Я ждал продолжения, но она замолчала и так и сидела молча, глядя в окно. Я еще не знал об этой ее раздражающей привычке — не озвучивать никаких выводов, пока я не попрошу об этом вслух.
Раздражающее молчание продлилось пару минут. Наконец я сдался:
— И эти две книги…
— Старая книга — это смерть моего брата. Он умер, когда мне было двадцать лет. Новая книга — предстоящая смерть моего мужа.
— Значит, этот сон гласит, что вы не сможете справиться со смертью мужа, пока не примете смерть брата.
— Правильно. Совершенно верно.
Исследование первого сна предсказало не только содержание терапии, но и ее процесс, то есть природу союза психотерапевта и пациента. Во-первых, Айрин всегда была откровенна и вдумчива. Задавая вопрос, я знал, что получу искренний и полный ответ. Знала ли она, как назывались книги? Да, действительно, знала. Догадывалась ли, почему нужно прочитать старую книгу, чтобы понять более новую? Конечно: она совершенно точно знала, что это значит. Даже обычные вопросы — «Айрин, что вы об этом скажете?» или «А о чем вы сейчас подумали?» в продолжение всех пяти лет терапии неизменно приносили богатый урожай. Часто Айрин меня пугала, отвечая слишком быстро и слишком точно. Это напоминало мне мисс Фернальд, которая учила меня в пятом классе. Она часто говорила: «Давай же, Ирвин», нетерпеливо притопывала ногой, засекала время и ждала, пока я перестану мечтать и нагоню своих одноклассников, корпящих над каким-нибудь упражнением.
Я выкинул из головы мисс Фернальд и продолжил:
— А что для вас означают слова «Гибель невинности»?

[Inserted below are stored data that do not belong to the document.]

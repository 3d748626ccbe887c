//! Query executor: the fetch stage.

use crate::buffer::EventBuffer;
use crate::context::PipelineContext;
use crate::error::TransportError;
use crate::event::EventCollection;
use crate::filter::Filter;
use crate::transport::Transport;
use tracing::{debug, info};

/// Run `filter` against the context's transport and wrap the result, in
/// relay order, in a buffer for the next stage.
///
/// Transport failures, timeouts and cancellation surface unchanged; there
/// is no retry and no partial result.
pub async fn execute<T: Transport>(
    ctx: &PipelineContext<T>,
    filter: &Filter,
) -> Result<EventBuffer, TransportError> {
    debug!(filter = %filter.to_json(), "Submitting query");
    let deadline = ctx.deadline();
    let events = deadline
        .run(ctx.transport().query(filter, deadline.timeout()))
        .await?;
    info!("Query returned {} event(s)", events.len());
    Ok(EventBuffer::from_events(EventCollection::from(events)))
}
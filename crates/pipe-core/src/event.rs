//! Event model: NIP-01 events, their tags, and the collection wrapper
//! that doubles as the buffer wire format.
//!
//! These types mirror the relay wire representation field for field so a
//! buffer can be handed straight to a transport. Conversion to a concrete
//! Nostr library type is the transport's job.

use serde::{Deserialize, Serialize};
use sha2::{Digest, Sha256};

/// Kind 1: short text note.
pub const KIND_TEXT_NOTE: u16 = 1;
/// Kind 30023: long-form article (NIP-23).
pub const KIND_ARTICLE: u16 = 30023;

/// Tag key holding an article title.
pub const TAG_TITLE: &str = "title";
/// Tag key holding a hashtag.
pub const TAG_HASHTAG: &str = "t";

/// An ordered string sequence attached to an event.
///
/// Element 0 is conventionally the key and element 1 its primary value.
#[derive(Debug, Clone, PartialEq, Eq, Hash, Serialize, Deserialize)]
#[serde(transparent)]
pub struct Tag(Vec<String>);

impl Tag {
    pub fn new<I, S>(parts: I) -> Self
    where
        I: IntoIterator<Item = S>,
        S: Into<String>,
    {
        Self(parts.into_iter().map(Into::into).collect())
    }

    pub fn key(&self) -> Option<&str> {
        self.0.first().map(String::as_str)
    }

    pub fn value(&self) -> Option<&str> {
        self.0.get(1).map(String::as_str)
    }

    pub fn as_slice(&self) -> &[String] {
        &self.0
    }

    pub fn len(&self) -> usize {
        self.0.len()
    }

    pub fn is_empty(&self) -> bool {
        self.0.is_empty()
    }
}

impl From<Vec<String>> for Tag {
    fn from(parts: Vec<String>) -> Self {
        Self(parts)
    }
}

impl From<Tag> for Vec<String> {
    fn from(tag: Tag) -> Self {
        tag.0
    }
}

/// A signed event as fetched from a relay. Never mutated after construction.
#[derive(Debug, Clone, PartialEq, Eq, Serialize, Deserialize)]
pub struct Event {
    pub id: String,
    pub pubkey: String,
    pub created_at: u64,
    pub kind: u16,
    pub tags: Vec<Tag>,
    pub content: String,
    pub sig: String,
}

impl Event {
    /// Values of every tag keyed `key` that carries a value, in tag order.
    pub fn tag_values<'a>(&'a self, key: &'a str) -> impl Iterator<Item = &'a str> + 'a {
        self.tags
            .iter()
            .filter(move |t| t.key() == Some(key))
            .filter_map(Tag::value)
    }

    /// The first `title` tag value, if any.
    pub fn title(&self) -> Option<&str> {
        self.tag_values(TAG_TITLE).next()
    }
}

/// Ordered events in retrieval order.
///
/// Serializes as `{"events":[...]}`, the canonical buffer encoding.
#[derive(Debug, Clone, Default, PartialEq, Eq, Serialize, Deserialize)]
pub struct EventCollection {
    pub events: Vec<Event>,
}

impl EventCollection {
    pub fn new(events: Vec<Event>) -> Self {
        Self { events }
    }

    pub fn len(&self) -> usize {
        self.events.len()
    }

    pub fn is_empty(&self) -> bool {
        self.events.is_empty()
    }

    pub fn iter(&self) -> std::slice::Iter<'_, Event> {
        self.events.iter()
    }

    pub fn as_slice(&self) -> &[Event] {
        &self.events
    }

    pub fn into_vec(self) -> Vec<Event> {
        self.events
    }
}

impl From<Vec<Event>> for EventCollection {
    fn from(events: Vec<Event>) -> Self {
        Self { events }
    }
}

impl FromIterator<Event> for EventCollection {
    fn from_iter<I: IntoIterator<Item = Event>>(iter: I) -> Self {
        Self {
            events: iter.into_iter().collect(),
        }
    }
}

impl IntoIterator for EventCollection {
    type Item = Event;
    type IntoIter = std::vec::IntoIter<Event>;

    fn into_iter(self) -> Self::IntoIter {
        self.events.into_iter()
    }
}

impl<'a> IntoIterator for &'a EventCollection {
    type Item = &'a Event;
    type IntoIter = std::slice::Iter<'a, Event>;

    fn into_iter(self) -> Self::IntoIter {
        self.events.iter()
    }
}

/// An event that still needs a signature before it can be published.
#[derive(Debug, Clone, PartialEq, Eq, Serialize)]
pub struct UnsignedEvent {
    pub pubkey: String,
    pub created_at: u64,
    pub kind: u16,
    pub tags: Vec<Tag>,
    pub content: String,
}

impl UnsignedEvent {
    /// Compute the event ID (SHA-256 of the NIP-01 canonical serialization).
    pub fn compute_id(&self) -> String {
        let canonical = serde_json::json!([
            0,
            self.pubkey,
            self.created_at,
            self.kind,
            self.tags,
            self.content,
        ]);
        let serialized = serde_json::to_string(&canonical).unwrap_or_default();
        hex::encode(Sha256::digest(serialized.as_bytes()))
    }

    /// Attach an id and signature produced by a signer.
    pub fn into_signed(self, id: String, sig: String) -> Event {
        Event {
            id,
            pubkey: self.pubkey,
            created_at: self.created_at,
            kind: self.kind,
            tags: self.tags,
            content: self.content,
            sig,
        }
    }
}

#[cfg(test)]
mod tests {
    use super::*;

    fn article(tags: Vec<Tag>) -> Event {
        Event {
            id: "e1".to_string(),
            pubkey: "aa".repeat(32),
            created_at: 1700000000,
            kind: KIND_ARTICLE,
            tags,
            content: "body".to_string(),
            sig: "00".repeat(64),
        }
    }

    #[test]
    fn tag_key_and_value_are_positional() {
        let tag = Tag::new(["e", "abc", "wss://relay.example.com", "root"]);
        assert_eq!(tag.key(), Some("e"));
        assert_eq!(tag.value(), Some("abc"));
        assert_eq!(tag.len(), 4);

        let bare = Tag::new(["t"]);
        assert_eq!(bare.key(), Some("t"));
        assert_eq!(bare.value(), None);

        let empty = Tag::new(Vec::<String>::new());
        assert!(empty.is_empty());
        assert_eq!(empty.key(), None);
    }

    #[test]
    fn tag_serializes_as_plain_array() {
        let json = serde_json::to_string(&Tag::new(["t", "rust"])).unwrap();
        assert_eq!(json, r#"["t","rust"]"#);
    }

    #[test]
    fn title_picks_first_title_tag() {
        let event = article(vec![
            Tag::new(["t", "rust"]),
            Tag::new(["title", "First"]),
            Tag::new(["title", "Second"]),
        ]);
        assert_eq!(event.title(), Some("First"));
        assert_eq!(article(vec![]).title(), None);
    }

    #[test]
    fn tag_values_skip_valueless_tags() {
        let event = article(vec![
            Tag::new(["t"]),
            Tag::new(["t", "go"]),
            Tag::new(["x", "go"]),
        ]);
        let values: Vec<&str> = event.tag_values("t").collect();
        assert_eq!(values, vec!["go"]);
    }

    #[test]
    fn event_wire_field_names() {
        let value = serde_json::to_value(article(vec![Tag::new(["t", "go"])])).unwrap();
        let obj = value.as_object().unwrap();
        for field in ["id", "pubkey", "created_at", "kind", "tags", "content", "sig"] {
            assert!(obj.contains_key(field), "missing field {field}");
        }
        assert_eq!(obj.len(), 7);
        assert_eq!(value["tags"], serde_json::json!([["t", "go"]]));
    }

    #[test]
    fn compute_id_is_stable_hex() {
        let unsigned = UnsignedEvent {
            pubkey: "aa".repeat(32),
            created_at: 1700000000,
            kind: KIND_TEXT_NOTE,
            tags: vec![],
            content: "hello".to_string(),
        };
        let id = unsigned.compute_id();
        assert_eq!(id.len(), 64);
        assert_eq!(id, unsigned.compute_id());

        let signed = unsigned.clone().into_signed(id.clone(), "ff".repeat(64));
        assert_eq!(signed.id, id);
        assert_eq!(signed.content, "hello");
    }
}
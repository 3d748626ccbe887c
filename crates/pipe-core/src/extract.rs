//! Derived scalar sequences: titles and addressable identifiers.

use crate::error::EncodingError;
use crate::event::{Event, TAG_TITLE};

/// Encodes an (author, kind, identifier) triple into a canonical address
/// string, e.g. a NIP-19 `naddr`.
pub trait AddressEncoder {
    fn encode(&self, pubkey: &str, kind: u16, identifier: &str) -> Result<String, EncodingError>;
}

/// Every `title` tag value, in event order then tag order.
pub fn titles<'a, I>(events: I) -> Vec<String>
where
    I: IntoIterator<Item = &'a Event>,
{
    events
        .into_iter()
        .flat_map(|e| e.tag_values(TAG_TITLE))
        .map(str::to_string)
        .collect()
}

/// One address per event built from its author, kind and title.
///
/// Events without a title use an empty identifier. Only bad key material
/// reported by the encoder fails the call.
pub fn identifiers<'a, I, E>(events: I, encoder: &E) -> Result<Vec<String>, EncodingError>
where
    I: IntoIterator<Item = &'a Event>,
    E: AddressEncoder + ?Sized,
{
    events
        .into_iter()
        .map(|e| encoder.encode(&e.pubkey, e.kind, e.title().unwrap_or_default()))
        .collect()
}

#[cfg(test)]
mod tests {
    use super::*;
    use crate::event::{Tag, KIND_ARTICLE};

    struct PlainEncoder;

    impl AddressEncoder for PlainEncoder {
        fn encode(&self, pubkey: &str, kind: u16, identifier: &str) -> Result<String, EncodingError> {
            if pubkey.is_empty() {
                return Err(EncodingError::InvalidPublicKey {
                    input: pubkey.to_string(),
                    reason: "empty".to_string(),
                });
            }
            Ok(format!("{kind}:{pubkey}:{identifier}"))
        }
    }

    fn event(pubkey: &str, tags: Vec<Tag>) -> Event {
        Event {
            id: String::new(),
            pubkey: pubkey.to_string(),
            created_at: 0,
            kind: KIND_ARTICLE,
            tags,
            content: String::new(),
            sig: String::new(),
        }
    }

    #[test]
    fn titles_skip_untitled_events() {
        let events = vec![event("pk", vec![Tag::new(["title", "Intro"])]), event("pk", vec![])];
        assert_eq!(titles(&events), vec!["Intro"]);
    }

    #[test]
    fn titles_keep_event_then_tag_order() {
        let events = vec![
            event("pk", vec![Tag::new(["title", "A"]), Tag::new(["t", "x"]), Tag::new(["title", "B"])]),
            event("pk", vec![Tag::new(["title"])]),
            event("pk", vec![Tag::new(["title", "C"])]),
        ];
        assert_eq!(titles(&events), vec!["A", "B", "C"]);
    }

    #[test]
    fn identifiers_use_title_or_empty() {
        let events = vec![
            event("pk1", vec![Tag::new(["title", "Intro"])]),
            event("pk2", vec![]),
        ];
        let ids = identifiers(&events, &PlainEncoder).unwrap();
        assert_eq!(ids, vec!["30023:pk1:Intro", "30023:pk2:"]);
    }

    #[test]
    fn identifiers_propagate_encoding_errors() {
        let events = vec![event("pk1", vec![]), event("", vec![])];
        assert!(matches!(
            identifiers(&events, &PlainEncoder),
            Err(EncodingError::InvalidPublicKey { .. })
        ));
    }
}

— Представьте себе, что для меня, двадцатилетней, означало потерять брата. Я ожидала, что мы пойдем по жизни вместе, но его у меня отняли — он погиб, попал под машину. А потом я нашла Джека. И представьте себе, что значит для меня теперь, в сорок пять лет, потерять его. Подумайте, каково мне, когда мои родители, которым за семьдесят, живы, а брат умер, и муж умирает. Распалась связь времен. Молодые умирают первыми.
Айрин рассказывала мне о своих счастливых отношениях с братом, Алленом, который был двумя годами старше ее. Во все время ее отрочества он был ей защитником, наперсником, наставником, о каком мечтает любая девушка. Но — внезапный скрежет тормозов на бостонской улице, и Аллена не стало. Айрин рассказала мне, как полиция позвонила в домик, который Айрин делила с другими студентами, и как все подробности того дня навеки застыли у нее в памяти.

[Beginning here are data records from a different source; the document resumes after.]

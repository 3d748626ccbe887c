//! Error types for the stage pipeline.
//!
//! Each stage fails with its own error type; [`PipelineError`] unifies them
//! for callers that drive a whole chain.

use std::time::Duration;
use thiserror::Error;

/// Invalid filter or stage input supplied by the caller.
#[derive(Error, Debug, Clone, PartialEq, Eq)]
pub enum ConfigurationError {
    /// An author set was supplied but contained no keys.
    #[error("author set must not be empty")]
    EmptyAuthors,

    /// A kind set was supplied but contained no kinds.
    #[error("kind set must not be empty")]
    EmptyKinds,

    /// The result limit must be at least one.
    #[error("limit must be positive, got {0}")]
    InvalidLimit(usize),

    /// An author key is not a 32-byte lowercase hex string.
    #[error("invalid author key '{0}': expected 64 hex characters")]
    InvalidAuthor(String),

    /// Aggregation was asked for an empty tag key.
    #[error("tag key must not be empty")]
    EmptyTagKey,
}

/// Failure talking to a relay.
#[derive(Error, Debug, Clone, PartialEq, Eq)]
pub enum TransportError {
    #[error("connection refused by {endpoint}: {reason}")]
    ConnectionRefused { endpoint: String, reason: String },

    #[error("protocol error: {0}")]
    Protocol(String),

    #[error("timed out after {0:?}")]
    Timeout(Duration),

    #[error("operation cancelled")]
    Cancelled,
}

/// Malformed buffer contents.
#[derive(Error, Debug, Clone, PartialEq, Eq)]
#[error("malformed event buffer at byte {offset}: {message}")]
pub struct DecodeError {
    /// Byte offset into the encoding where decoding failed.
    pub offset: usize,
    pub message: String,
}

/// Bad identifier or key material.
#[derive(Error, Debug, Clone, PartialEq, Eq)]
pub enum EncodingError {
    #[error("invalid public key '{input}': {reason}")]
    InvalidPublicKey { input: String, reason: String },

    #[error("invalid secret key: {0}")]
    InvalidSecretKey(String),

    #[error("failed to encode address: {0}")]
    Address(String),
}

/// Signing failed, usually because of invalid key material or tags.
#[derive(Error, Debug, Clone, PartialEq, Eq)]
#[error("signing failed: {0}")]
pub struct SigningError(pub String);

/// A publish run aborted on the event at `index`.
#[derive(Error, Debug, Clone, PartialEq, Eq)]
pub enum PublishError {
    #[error("event {index}: {source}")]
    Signing {
        index: usize,
        #[source]
        source: SigningError,
    },

    #[error("event {index}: {source}")]
    Transport {
        index: usize,
        #[source]
        source: TransportError,
    },
}

impl PublishError {
    /// Position in the input collection of the event that failed.
    pub fn index(&self) -> usize {
        match self {
            PublishError::Signing { index, .. } | PublishError::Transport { index, .. } => *index,
        }
    }
}

/// Any failure that terminates a pipeline run.
#[derive(Error, Debug)]
pub enum PipelineError {
    #[error("configuration error: {0}")]
    Configuration(#[from] ConfigurationError),

    #[error("transport error: {0}")]
    Transport(#[from] TransportError),

    #[error("decode error: {0}")]
    Decode(#[from] DecodeError),

    #[error("encoding error: {0}")]
    Encoding(#[from] EncodingError),

    #[error("signing error: {0}")]
    Signing(#[from] SigningError),

    #[error("publish error: {0}")]
    Publish(#[from] PublishError),

    #[error("output error: {0}")]
    Output(#[from] std::io::Error),
}

/// Result type alias for whole-pipeline operations.
pub type Result<T> = std::result::Result<T, PipelineError>;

— Я все помню: звонок телефона на первом этаже, свой халат из синельки с рядами розовых и белых пушистых ниточек; хлопанье фланелевых тапочек, когда я спускалась по лестнице к нише рядом с кухней, к телефону, висящему на стене; гладкость поручня лестницы. Помню, я подумала, что его отполировали руками поколения моих предшественников, студентов Гарварда и Рэдклиффа. А потом — мужской голос, незнакомый, пытаясь смягчить удар, сообщил, что Аллен погиб. Я несколько часов просидела, уставясь на улицу через граненые стекла окна в нише. До сих пор помню радугу на покрытых копотью сугробах, лежавших на заднем дворе.

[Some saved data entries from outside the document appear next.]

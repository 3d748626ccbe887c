//! The serialization boundary between pipeline stages.
//!
//! An [`EventBuffer`] holds either a typed [`EventCollection`] produced
//! in-process or raw bytes received from elsewhere (a file, a socket). The
//! canonical encoding is `{"events":[...]}` and is produced at most once per
//! buffer. An empty collection encodes to zero bytes.

use crate::error::DecodeError;
use crate::event::EventCollection;
use std::io::{self, Read};
use std::sync::OnceLock;

/// Replayable handoff value between stages.
#[derive(Debug, Clone, Default)]
pub struct EventBuffer {
    events: Option<EventCollection>,
    encoded: OnceLock<Vec<u8>>,
}

impl EventBuffer {
    /// Wrap a typed collection. Encoding is deferred until first needed.
    pub fn from_events(events: EventCollection) -> Self {
        Self {
            events: Some(events),
            encoded: OnceLock::new(),
        }
    }

    /// Wrap bytes produced outside this process. Nothing is decoded until
    /// [`to_events`](Self::to_events) is called.
    pub fn from_bytes(bytes: Vec<u8>) -> Self {
        Self {
            events: None,
            encoded: OnceLock::from(bytes),
        }
    }

    /// Drain `reader` into a new buffer.
    pub fn from_reader<R: Read>(mut reader: R) -> io::Result<Self> {
        let mut bytes = Vec::new();
        reader.read_to_end(&mut bytes)?;
        Ok(Self::from_bytes(bytes))
    }

    /// The memoized canonical encoding.
    pub fn as_bytes(&self) -> &[u8] {
        self.encoded.get_or_init(|| match &self.events {
            Some(events) => encode(events),
            None => Vec::new(),
        })
    }

    /// A fresh cursor over the encoding. Each call starts at byte zero.
    pub fn as_stream(&self) -> BufferReader<'_> {
        BufferReader {
            bytes: self.as_bytes(),
            pos: 0,
        }
    }

    /// Decode the full encoding.
    pub fn to_events(&self) -> Result<EventCollection, DecodeError> {
        decode(self.as_bytes())
    }

    /// The typed collection, when this buffer was built in-process.
    pub fn events(&self) -> Option<&EventCollection> {
        self.events.as_ref()
    }

    /// Take the typed collection, decoding only if the buffer holds raw bytes.
    pub fn into_events(self) -> Result<EventCollection, DecodeError> {
        match self.events {
            Some(events) => Ok(events),
            None => decode(self.as_bytes()),
        }
    }
}

/// Cursor over a buffer's encoding. Reads past the end return `Ok(0)`.
#[derive(Debug)]
pub struct BufferReader<'a> {
    bytes: &'a [u8],
    pos: usize,
}

impl BufferReader<'_> {
    pub fn position(&self) -> usize {
        self.pos
    }

    pub fn remaining(&self) -> usize {
        self.bytes.len() - self.pos
    }
}

impl Read for BufferReader<'_> {
    fn read(&mut self, buf: &mut [u8]) -> io::Result<usize> {
        let rest = &self.bytes[self.pos..];
        let n = rest.len().min(buf.len());
        buf[..n].copy_from_slice(&rest[..n]);
        self.pos += n;
        Ok(n)
    }
}

fn encode(events: &EventCollection) -> Vec<u8> {
    if events.is_empty() {
        return Vec::new();
    }
    serde_json::to_vec(events).expect("event collection is always serializable")
}

/// Decode a canonical encoding. Whitespace-only input is an empty collection;
/// anything else must be exactly one well-formed document.
pub fn decode(bytes: &[u8]) -> Result<EventCollection, DecodeError> {
    if bytes.iter().all(u8::is_ascii_whitespace) {
        return Ok(EventCollection::default());
    }
    serde_json::from_slice(bytes).map_err(|e| DecodeError {
        offset: byte_offset(bytes, e.line(), e.column()),
        message: e.to_string(),
    })
}

/// Convert serde_json's 1-based line/column position into a byte offset.
fn byte_offset(bytes: &[u8], line: usize, column: usize) -> usize {
    let line_start = bytes
        .split_inclusive(|b| *b == b'\n')
        .take(line.saturating_sub(1))
        .map(<[u8]>::len)
        .sum::<usize>();
    (line_start + column.saturating_sub(1)).min(bytes.len())
}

В ходе терапии нам предстояло еще очень много раз вернуться ко сну о двух книгах и к значению слов «Гибель невинности». Потеря брата легла печатью на жизнь Айрин. Смерть навеки взорвала ее невинность. Развеялись мифы детства: справедливость, предсказуемость, благосклонное божество, естественный порядок вещей, уверенность, что родители всегда защитят, безопасность в стенах родного дома. Одна, ничем не защищенная от превратностей существования, Айрин боролась за собственную безопасность. Она верила, что Аллен мог бы выжить, если бы ему оказали правильную и своевременную медицинскую помощь. Айрин казалось, что медицина — единственное возможное средство победы над смертью. На похоронах брата Айрин внезапно решила подать документы на медицинский факультет и стать хирургом.
Другое решение, принятое Айрин в результате смерти брата, имело огромные последствия для нашей совместной терапевтической работы.
— Я поняла, как можно защититься от боли: если я никого не впущу к себе в сердце, то больше никогда не испытаю такой потери.
— И как это решение отразилось на вашей жизни?
— В следующие десять лет я ни к кому не привязывалась, не рисковала. Я встречалась с мужчинами, но быстро разрывала отношения — пока для них это не стало серьезно, и пока я сама не успела ничего почувствовать.